• _Task requirements_: Copy out the lines of the records below, and only those lines, from the one with "repository 0b57b75eec9c77b0" through the one with "pub enum HTTPError", exactly as they appear.

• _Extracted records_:
★ ★ ★ ★

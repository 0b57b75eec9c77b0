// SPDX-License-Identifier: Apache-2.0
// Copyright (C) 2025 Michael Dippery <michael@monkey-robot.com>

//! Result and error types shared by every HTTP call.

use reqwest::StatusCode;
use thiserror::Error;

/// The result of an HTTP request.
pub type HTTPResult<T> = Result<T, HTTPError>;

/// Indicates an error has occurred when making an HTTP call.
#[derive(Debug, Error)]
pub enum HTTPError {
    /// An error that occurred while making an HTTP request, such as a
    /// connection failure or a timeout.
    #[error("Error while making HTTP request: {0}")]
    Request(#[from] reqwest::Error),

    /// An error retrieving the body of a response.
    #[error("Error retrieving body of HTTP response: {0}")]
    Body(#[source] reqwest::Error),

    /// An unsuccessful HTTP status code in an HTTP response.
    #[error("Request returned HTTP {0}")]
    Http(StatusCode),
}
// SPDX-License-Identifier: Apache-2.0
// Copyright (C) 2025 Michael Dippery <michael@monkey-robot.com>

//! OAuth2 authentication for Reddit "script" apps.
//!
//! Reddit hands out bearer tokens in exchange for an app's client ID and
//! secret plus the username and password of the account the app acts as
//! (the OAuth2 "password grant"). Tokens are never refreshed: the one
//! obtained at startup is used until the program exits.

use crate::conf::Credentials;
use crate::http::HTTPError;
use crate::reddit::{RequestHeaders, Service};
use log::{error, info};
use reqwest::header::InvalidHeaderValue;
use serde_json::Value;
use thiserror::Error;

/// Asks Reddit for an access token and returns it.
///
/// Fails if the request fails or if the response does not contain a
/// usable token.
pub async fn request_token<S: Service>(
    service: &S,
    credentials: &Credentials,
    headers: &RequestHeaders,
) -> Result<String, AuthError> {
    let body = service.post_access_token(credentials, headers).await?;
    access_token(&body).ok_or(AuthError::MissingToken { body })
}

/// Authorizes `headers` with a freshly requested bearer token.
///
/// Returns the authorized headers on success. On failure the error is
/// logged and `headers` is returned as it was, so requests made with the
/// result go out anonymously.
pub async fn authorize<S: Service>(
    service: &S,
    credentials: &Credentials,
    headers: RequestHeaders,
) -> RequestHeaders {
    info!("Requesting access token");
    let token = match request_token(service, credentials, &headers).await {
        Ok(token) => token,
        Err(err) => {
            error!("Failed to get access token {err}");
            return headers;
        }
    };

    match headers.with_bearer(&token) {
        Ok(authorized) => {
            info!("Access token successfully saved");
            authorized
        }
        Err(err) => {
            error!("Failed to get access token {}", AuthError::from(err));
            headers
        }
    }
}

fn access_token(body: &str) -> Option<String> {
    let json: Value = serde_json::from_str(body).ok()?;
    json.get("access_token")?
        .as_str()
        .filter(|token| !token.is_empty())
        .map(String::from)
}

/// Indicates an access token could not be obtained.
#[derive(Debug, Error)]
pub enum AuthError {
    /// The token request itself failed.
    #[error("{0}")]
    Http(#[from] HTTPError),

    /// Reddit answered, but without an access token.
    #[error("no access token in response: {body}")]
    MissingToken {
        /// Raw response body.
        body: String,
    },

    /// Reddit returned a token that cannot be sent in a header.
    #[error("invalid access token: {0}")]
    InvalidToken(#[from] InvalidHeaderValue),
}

★ ★ ★ ★

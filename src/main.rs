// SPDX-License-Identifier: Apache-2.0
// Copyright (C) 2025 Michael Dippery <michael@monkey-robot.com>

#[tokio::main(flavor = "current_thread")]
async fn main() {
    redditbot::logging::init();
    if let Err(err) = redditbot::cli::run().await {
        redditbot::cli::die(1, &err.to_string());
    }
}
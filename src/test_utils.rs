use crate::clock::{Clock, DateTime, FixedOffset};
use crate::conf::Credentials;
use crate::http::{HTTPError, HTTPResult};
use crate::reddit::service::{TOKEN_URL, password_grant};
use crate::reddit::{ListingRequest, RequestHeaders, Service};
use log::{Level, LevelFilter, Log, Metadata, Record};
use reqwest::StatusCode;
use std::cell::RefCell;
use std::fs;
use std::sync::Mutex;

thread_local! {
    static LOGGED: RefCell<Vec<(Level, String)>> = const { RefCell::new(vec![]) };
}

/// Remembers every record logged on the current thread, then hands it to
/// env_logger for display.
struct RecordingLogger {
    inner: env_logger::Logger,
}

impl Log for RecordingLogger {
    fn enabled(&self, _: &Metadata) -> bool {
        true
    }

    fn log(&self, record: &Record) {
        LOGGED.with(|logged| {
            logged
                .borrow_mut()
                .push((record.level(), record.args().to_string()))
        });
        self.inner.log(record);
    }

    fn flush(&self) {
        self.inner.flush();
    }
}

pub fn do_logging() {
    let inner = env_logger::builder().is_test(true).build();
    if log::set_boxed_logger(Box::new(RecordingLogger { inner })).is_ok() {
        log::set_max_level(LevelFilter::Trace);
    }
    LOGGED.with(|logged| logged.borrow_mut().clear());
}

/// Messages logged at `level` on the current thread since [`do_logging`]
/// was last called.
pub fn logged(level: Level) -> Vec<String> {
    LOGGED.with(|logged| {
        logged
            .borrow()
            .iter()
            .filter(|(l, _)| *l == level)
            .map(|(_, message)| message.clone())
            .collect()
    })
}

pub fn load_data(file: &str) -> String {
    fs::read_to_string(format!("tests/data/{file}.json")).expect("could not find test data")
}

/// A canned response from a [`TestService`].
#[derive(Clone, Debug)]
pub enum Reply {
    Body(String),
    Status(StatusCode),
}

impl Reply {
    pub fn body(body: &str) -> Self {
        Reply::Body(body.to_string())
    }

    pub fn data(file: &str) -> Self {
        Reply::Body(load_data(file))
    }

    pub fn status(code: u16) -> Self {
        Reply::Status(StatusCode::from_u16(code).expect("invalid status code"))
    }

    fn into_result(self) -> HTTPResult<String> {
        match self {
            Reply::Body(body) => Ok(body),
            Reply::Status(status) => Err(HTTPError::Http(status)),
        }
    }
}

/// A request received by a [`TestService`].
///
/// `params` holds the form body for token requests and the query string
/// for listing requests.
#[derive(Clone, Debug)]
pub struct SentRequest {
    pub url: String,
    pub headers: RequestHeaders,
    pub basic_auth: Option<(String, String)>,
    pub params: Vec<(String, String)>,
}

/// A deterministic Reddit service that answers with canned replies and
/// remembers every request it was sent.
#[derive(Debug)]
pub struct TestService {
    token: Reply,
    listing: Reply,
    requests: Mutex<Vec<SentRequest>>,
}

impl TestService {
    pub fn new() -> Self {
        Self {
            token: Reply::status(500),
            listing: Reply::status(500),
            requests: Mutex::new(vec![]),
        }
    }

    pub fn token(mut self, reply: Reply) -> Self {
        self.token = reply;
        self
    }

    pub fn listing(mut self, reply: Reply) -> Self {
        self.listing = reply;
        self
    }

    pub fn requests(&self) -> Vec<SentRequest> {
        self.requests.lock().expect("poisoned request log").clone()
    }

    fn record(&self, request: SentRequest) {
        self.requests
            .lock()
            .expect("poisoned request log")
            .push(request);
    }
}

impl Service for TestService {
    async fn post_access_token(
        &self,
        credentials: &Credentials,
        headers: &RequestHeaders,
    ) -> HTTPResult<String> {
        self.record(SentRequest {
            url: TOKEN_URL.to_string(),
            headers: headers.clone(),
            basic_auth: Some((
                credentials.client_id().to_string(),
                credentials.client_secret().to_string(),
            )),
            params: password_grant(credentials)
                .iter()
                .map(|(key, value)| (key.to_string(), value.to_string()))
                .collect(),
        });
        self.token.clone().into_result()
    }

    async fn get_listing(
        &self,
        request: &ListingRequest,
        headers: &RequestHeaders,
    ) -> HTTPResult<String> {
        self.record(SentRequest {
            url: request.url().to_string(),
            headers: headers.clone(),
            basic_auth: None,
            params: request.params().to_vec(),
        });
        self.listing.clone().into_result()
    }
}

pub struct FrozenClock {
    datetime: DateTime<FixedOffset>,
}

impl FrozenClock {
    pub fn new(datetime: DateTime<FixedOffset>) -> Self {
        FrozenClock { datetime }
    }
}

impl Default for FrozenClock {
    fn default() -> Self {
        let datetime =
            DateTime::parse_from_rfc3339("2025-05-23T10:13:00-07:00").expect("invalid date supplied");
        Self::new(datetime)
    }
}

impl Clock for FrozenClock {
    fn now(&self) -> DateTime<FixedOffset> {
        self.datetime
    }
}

★ ★ ★ ★

• _Answer area_:
repository 0b57b75eec9c77b0
// SPDX-License-Identifier: Apache-2.0
// Copyright (C) 2025 Michael Dippery <michael@monkey-robot.com>

//! Result and error types shared by every HTTP call.

use reqwest::StatusCode;
use thiserror::Error;

/// The result of an HTTP request.
pub type HTTPResult<T> = Result<T, HTTPError>;

/// Indicates an error has occurred when making an HTTP call.
#[derive(Debug, Error)]
pub enum HTTPError {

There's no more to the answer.